Unread post by helenhelen on

Last weekend, I got a speeding ticket on the 401, outside of Woodstock. I live in Toronto. I was in the very left hand lane, given a ticket for going 38 km/h over the posted speed limit, according to the radar. The guy in front of me was going the same speed as well (as was other traffic in that lane), but they got lucky. The ticket is $228 "set fine" and then it says $283 "total payable" (wtf? talk about ripping you off with all these "applicable victim fine surcharge and costs" for which no breakdown is provided?!). Anyway, obviously my main concern is my insurance rates going up (and also this fine is pricey), and my experience with tickets is that if you go to court, your ticket can get reduced, etc. if you plead guilty. However, I understand that a conviction at all will mark your driving record, so it is better to plead not guilty and see if something can be done. Some background is that I was convicted of a speeding ticket on the Allen at the end of 2012 (I forget the speed, but it was probably 15-20km/h over or something - you know how everyone goes 100km on that road..). I did all the steps of filing for disclosure, etc. and could not find any holes in it.. although the cop gave me the documents that same day, if I remember correctly. In the end, I just pleaded guilty and had my fine reduced, along with no demerit points because it was recorded as a reduced # of km over the speed limit. So this is already on my record. Other than that, I only have one minor at fault collision from a few years ago (broke her rear light and some scratch/dent on her car) and 2 not-at-fault collisions, none of which seemed to impact my insurance at all - in fact, my insurance rate went down (perhaps the person did not end up taking it to her insurance company).
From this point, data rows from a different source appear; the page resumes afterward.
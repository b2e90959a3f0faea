/// Unescape the raw (still-quoted) body of a JSON string.
///
/// The input may be cut anywhere: an escape sequence that is not complete
/// yet, including the first half of a surrogate pair, is left out of the
/// result until more input arrives. Unknown escapes are kept verbatim.
pub fn unescape_json_fragment(raw: &str) -> String {
    let mut out = String::with_capacity(raw.len());
    let mut chars = raw.char_indices().peekable();

    while let Some((idx, ch)) = chars.next() {
        if ch != '\\' {
            out.push(ch);
            continue;
        }
        let Some((_, esc)) = chars.next() else {
            break;
        };
        match esc {
            'n' => out.push('\n'),
            't' => out.push('\t'),
            'r' => out.push('\r'),
            'b' => out.push('\u{0008}'),
            'f' => out.push('\u{000C}'),
            '"' => out.push('"'),
            '\\' => out.push('\\'),
            '/' => out.push('/'),
            'u' => {
                let start = idx + 2;
                let Some(high) = parse_hex4(raw, start) else {
                    if raw.len() < start + 4 {
                        break;
                    }
                    out.push_str(&raw[idx..start]);
                    continue;
                };
                skip(&mut chars, 4);

                if (0xD800..0xDC00).contains(&high) {
                    let low_start = start + 4;
                    if raw.len() < low_start + 6 {
                        // Low surrogate not fully arrived.
                        if raw[low_start..].starts_with("\\u") || raw.len() - low_start < 2 {
                            break;
                        }
                        out.push(char::REPLACEMENT_CHARACTER);
                        continue;
                    }
                    let low = if raw[low_start..].starts_with("\\u") {
                        parse_hex4(raw, low_start + 2)
                    } else {
                        None
                    };
                    match low {
                        Some(low) if (0xDC00..0xE000).contains(&low) => {
                            skip(&mut chars, 6);
                            let code = 0x10000 + ((high - 0xD800) << 10) + (low - 0xDC00);
                            out.push(char::from_u32(code).unwrap_or(char::REPLACEMENT_CHARACTER));
                        }
                        _ => out.push(char::REPLACEMENT_CHARACTER),
                    }
                } else {
                    out.push(char::from_u32(high).unwrap_or(char::REPLACEMENT_CHARACTER));
                }
            }
            other => {
                out.push('\\');
                out.push(other);
            }
        }
    }

    out
}

fn parse_hex4(raw: &str, start: usize) -> Option<u32> {
    let digits = raw.get(start..start + 4)?;
    if !digits.chars().all(|c| c.is_ascii_hexdigit()) {
        return None;
    }
    u32::from_str_radix(digits, 16).ok()
}

fn skip<I: Iterator>(iter: &mut I, n: usize) {
    for _ in 0..n {
        if iter.next().is_none() {
            break;
        }
    }
}

#[cfg(test)]
mod tests {
    use super::*;

    #[test]
    fn test_common_escapes() {
        assert_eq!(
            unescape_json_fragment(r#"line1\nline2\t\"q\"\\ \/"#),
            "line1\nline2\t\"q\"\\ /"
        );
    }

    #[test]
    fn test_unicode_and_surrogate_pairs() {
        assert_eq!(unescape_json_fragment(r"\ud55c\uae00"), "한글");
        assert_eq!(unescape_json_fragment(r"\ud83d\ude00!"), "😀!");
    }

    #[test]
    fn test_incomplete_escapes_are_withheld() {
        assert_eq!(unescape_json_fragment(r"abc\"), "abc");
        assert_eq!(unescape_json_fragment(r"abc\u00"), "abc");
        assert_eq!(unescape_json_fragment(r"x\ud83d"), "x");
        assert_eq!(unescape_json_fragment(r"x\ud83d\ude"), "x");
    }

    #[test]
    fn test_lone_surrogate_becomes_replacement() {
        assert_eq!(unescape_json_fragment(r"\ud83dabcdefg"), "\u{FFFD}abcdefg");
    }
}
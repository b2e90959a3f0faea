use unicode_width::UnicodeWidthChar;

const TAB_WIDTH: usize = 4;

pub fn char_display_width(ch: char) -> usize {
    UnicodeWidthChar::width(ch).unwrap_or(0)
}

pub fn display_width(text: &str) -> usize {
    text.chars().map(char_display_width).sum()
}

/// Replace characters the terminal would not draw as one measured cell.
///
/// Tabs become `TAB_WIDTH` spaces; other control characters become `?`.
pub fn sanitize_for_display(text: &str) -> String {
    let mut out = String::with_capacity(text.len());
    for ch in text.chars() {
        match ch {
            '\t' => out.extend(std::iter::repeat(' ').take(TAB_WIDTH)),
            c if c.is_control() => out.push('?'),
            c => out.push(c),
        }
    }
    out
}

/// Cut `text` so it occupies at most `max_width` columns.
///
/// A wide character that would straddle the limit is dropped rather than
/// allowed to overflow, so the terminal never soft-wraps the result.
pub fn truncate_to_display_width(text: &str, max_width: usize) -> String {
    let mut out = String::new();
    let mut used = 0usize;
    for ch in text.chars() {
        let ch_width = char_display_width(ch);
        if used + ch_width > max_width {
            break;
        }
        out.push(ch);
        used += ch_width;
    }
    out
}

/// Split `input` on newlines and wrap each logical line to `width` columns.
///
/// Returns `(logical_line_index, segment)` pairs; the index lets callers tell
/// a fresh line from a continuation of the previous one.
pub fn wrap_display_lines(input: &str, width: usize) -> Vec<(usize, String)> {
    let width = width.max(1);
    let mut out = Vec::new();

    for (logical, raw_line) in input.split('\n').enumerate() {
        let mut segment = String::new();
        let mut used = 0usize;
        let mut emitted = false;

        for ch in raw_line.chars() {
            if ch == '\r' {
                continue;
            }
            if ch == '\t' {
                for _ in 0..TAB_WIDTH {
                    if used + 1 > width {
                        out.push((logical, std::mem::take(&mut segment)));
                        emitted = true;
                        used = 0;
                    }
                    segment.push(' ');
                    used += 1;
                }
                continue;
            }
            let ch_width = char_display_width(ch);
            if used + ch_width > width && used > 0 {
                out.push((logical, std::mem::take(&mut segment)));
                emitted = true;
                used = 0;
            }
            segment.push(ch);
            used += ch_width;
        }

        if !segment.is_empty() || !emitted {
            out.push((logical, segment));
        }
    }

    out
}

#[cfg(test)]
mod tests {
    use super::*;

    #[test]
    fn test_display_width_counts_wide_chars() {
        assert_eq!(display_width("abc"), 3);
        assert_eq!(display_width("한글"), 4);
    }

    #[test]
    fn test_truncate_never_overflows_with_wide_chars() {
        assert_eq!(truncate_to_display_width("한글abc", 3), "한");
        assert_eq!(truncate_to_display_width("abc", 10), "abc");
        assert_eq!(truncate_to_display_width("한", 1), "");
    }

    #[test]
    fn test_sanitize_expands_tabs_and_masks_controls() {
        assert_eq!(sanitize_for_display("\ta\x07b\x1b"), "    a?b?");
        assert_eq!(sanitize_for_display("한글"), "한글");
    }

    #[test]
    fn test_wrap_display_lines_marks_continuations() {
        let wrapped = wrap_display_lines("abcdef\nxy", 4);
        assert_eq!(
            wrapped,
            vec![
                (0, "abcd".to_string()),
                (0, "ef".to_string()),
                (1, "xy".to_string()),
            ]
        );
    }

    #[test]
    fn test_wrap_display_lines_keeps_empty_lines() {
        let wrapped = wrap_display_lines("a\n\nb", 10);
        assert_eq!(wrapped.len(), 3);
        assert_eq!(wrapped[1], (1, String::new()));
    }

    #[test]
    fn test_wrap_display_lines_wraps_wide_chars_by_columns() {
        let wrapped = wrap_display_lines("가나다", 4);
        assert_eq!(
            wrapped,
            vec![(0, "가나".to_string()), (0, "다".to_string())]
        );
    }

    #[test]
    fn test_wrap_display_lines_expands_tabs() {
        let wrapped = wrap_display_lines("\tx", 10);
        assert_eq!(wrapped, vec![(0, "    x".to_string())]);
    }
}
The major issue is that the place to file for a court date is in Cambridge, so it will be a 1-1.5 hour drive out there in the middle of the week, necessitating half a day off work (luckily, my work is flexible with time off). I am wondering what people would advise I do. Is it worthwhile to take this to court and file, pleading not guilty, and go through all the steps with disclosure, etc. in case there are major holes in the evidence, or the cop doesn't show up in court, or they take forever to grant me a court date and I can argue on the basis an 11(b).. or do those latter 2 things even happen in Cambridge? Maybe it is not as busy as in Toronto?
Or should I just speak to a prosecutor in an early resolution meeting (I understand this can be done by phone if I live more than 75 km/h from the court house, which I do) and try to get the fine reduced? What else can I speak to the prosecutor about? The back of the ticket says "by choosing this option, you do not forego the right to a trial."

What kind of impact will this have on my driving record and insurance?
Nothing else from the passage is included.